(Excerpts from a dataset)
###
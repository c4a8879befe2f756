//! Guide engine: turns the DVR's XMLTV feed into per-channel schedules,
//! featured cards and search results.
//!
//! Nothing here is cached between calls; every query fetches and parses the
//! feed again. Upstream and parse failures degrade to empty results and are
//! logged, they never reach the caller as errors.
pub mod classify;
pub mod identity;
pub mod search;
pub mod window;
pub mod xmltv;

use std::collections::HashSet;
use std::sync::Arc;

use chrono::{DateTime, Utc};
use chrono_tz::Tz;
use tracing::{debug, warn};

pub use classify::FeaturedProgramView;
pub use identity::{ChannelIdentity, IdentityMap};
pub use search::SearchItem;
pub use window::{GuideWindowPolicy, SearchWindowPolicy, TimeWindow};
pub use xmltv::{GuideResult, ProgramEntry, XmltvDocument};

use crate::{dvr::DvrClient, models::Channel};

/// Limits and windows used by [`GuideService`].
#[derive(Debug, Clone)]
pub struct GuideConfig {
    /// Zone used for the 12-hour display strings.
    pub timezone: Tz,
    pub guide_window: GuideWindowPolicy,
    pub search_window: SearchWindowPolicy,
    pub max_featured_programs: usize,
    pub max_program_results: usize,
    pub max_total_search_results: usize,
}

impl Default for GuideConfig {
    fn default() -> Self {
        Self {
            timezone: Tz::UTC,
            guide_window: GuideWindowPolicy::default(),
            search_window: SearchWindowPolicy::default(),
            max_featured_programs: 6,
            max_program_results: 5,
            max_total_search_results: 100,
        }
    }
}

/// Source of "now".
#[derive(Debug, Clone, Copy)]
pub enum Clock {
    System,
    Fixed(DateTime<Utc>),
}

impl Clock {
    pub fn now(&self) -> DateTime<Utc> {
        match self {
            Clock::System => Utc::now(),
            Clock::Fixed(t) => *t,
        }
    }
}

#[derive(Debug, Clone)]
pub struct GuideService {
    dvr: DvrClient,
    config: Arc<GuideConfig>,
    clock: Clock,
}

impl GuideService {
    pub fn new(dvr: DvrClient, config: GuideConfig) -> Self {
        Self {
            dvr,
            config: Arc::new(config),
            clock: Clock::System,
        }
    }

    pub fn with_clock(mut self, clock: Clock) -> Self {
        self.clock = clock;
        self
    }

    pub fn config(&self) -> &GuideConfig {
        &self.config
    }

    /// Schedules for `channel_ids` inside the guide window, keyed by channel id.
    ///
    /// `channels` is the full lineup and is only used to build the id map.
    pub async fn bulk_guide(&self, channel_ids: &[i64], channels: &[Channel]) -> GuideResult {
        let identity = IdentityMap::build(channels.iter().map(ChannelIdentity::from));
        let wanted: HashSet<String> = identity.external_ids_for(channel_ids).into_iter().collect();
        if wanted.is_empty() {
            warn!("No guide ids found for requested channels");
            return GuideResult::new();
        }

        let Some(xml) = self.fetch_document(self.dvr.guide_timeout()).await else {
            return GuideResult::new();
        };

        let window = self.config.guide_window.window(self.clock.now());
        let parse = xmltv::parse(&xml, &wanted, identity.external_to_internal(), window);
        if !parse.skipped.is_empty() {
            debug!("{} guide entries skipped", parse.skipped.len());
        }
        parse.programs
    }

    /// Featured cards for `featured` (in order, capped), using `channels` to
    /// resolve guide ids.
    pub async fn featured_programs(
        &self,
        featured: &[Channel],
        channels: &[Channel],
    ) -> Vec<FeaturedProgramView> {
        let featured = &featured[..featured.len().min(self.config.max_featured_programs)];
        if featured.is_empty() {
            return Vec::new();
        }

        let ids: Vec<i64> = featured.iter().map(|c| c.id).collect();
        let guide = self.bulk_guide(&ids, channels).await;
        let now = self.clock.now();

        featured
            .iter()
            .map(|channel| {
                let programs = guide.get(&channel.id).map(Vec::as_slice).unwrap_or_default();
                classify::classify(channel, programs, now, self.config.timezone)
            })
            .collect()
    }

    /// Featured card for a single channel.
    pub async fn current_program(
        &self,
        channel: &Channel,
        channels: &[Channel],
    ) -> FeaturedProgramView {
        let guide = self.bulk_guide(&[channel.id], channels).await;
        let programs = guide.get(&channel.id).map(Vec::as_slice).unwrap_or_default();
        classify::classify(channel, programs, self.clock.now(), self.config.timezone)
    }

    /// Channel matches (with what they are airing) followed by upcoming
    /// programme-title matches on those same channels.
    pub async fn search(&self, query: &str, channels: &[Channel]) -> Vec<SearchItem> {
        let query = query.trim();
        if query.is_empty() {
            return Vec::new();
        }

        let max_total = self.config.max_total_search_results;
        let matched = search::match_channels(query, channels, max_total);
        let now = self.clock.now();

        let document = match self.fetch_document(self.dvr.search_timeout()).await {
            Some(xml) => XmltvDocument::parse(&xml)
                .inspect_err(|e| warn!("Error parsing guide XML for search: {e}"))
                .ok(),
            None => None,
        };

        let live = document
            .as_ref()
            .map(|doc| search::live_titles(doc, &matched, now))
            .unwrap_or_default();

        let mut results: Vec<SearchItem> = matched
            .iter()
            .map(|channel| {
                let current = channel
                    .tvg_id
                    .as_deref()
                    .and_then(|id| live.get(id))
                    .cloned();
                SearchItem::channel(channel, current)
            })
            .collect();

        if let Some(doc) = document.as_ref().filter(|_| results.len() < max_total) {
            let programs = search::match_programs(
                doc,
                query,
                &matched,
                self.config.search_window.window(now),
                self.config.max_program_results,
                self.config.timezone,
            );
            let room = max_total - results.len();
            results.extend(programs.into_iter().take(room));
        }

        results.truncate(max_total);
        results
    }

    async fn fetch_document(&self, timeout: std::time::Duration) -> Option<String> {
        match self.dvr.fetch_xmltv(timeout).await {
            Ok(xml) if !xml.trim().is_empty() => Some(xml),
            Ok(_) => {
                warn!("DVR returned an empty guide document");
                None
            }
            Err(e) => {
                warn!("Error fetching guide data: {e:#}");
                None
            }
        }
    }
}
###
### [Try it]
For this exercise, return every line from the data that holds the string "IdentityMap".

### [Solution to this task]
pub use identity::{ChannelIdentity, IdentityMap};
        let identity = IdentityMap::build(channels.iter().map(ChannelIdentity::from));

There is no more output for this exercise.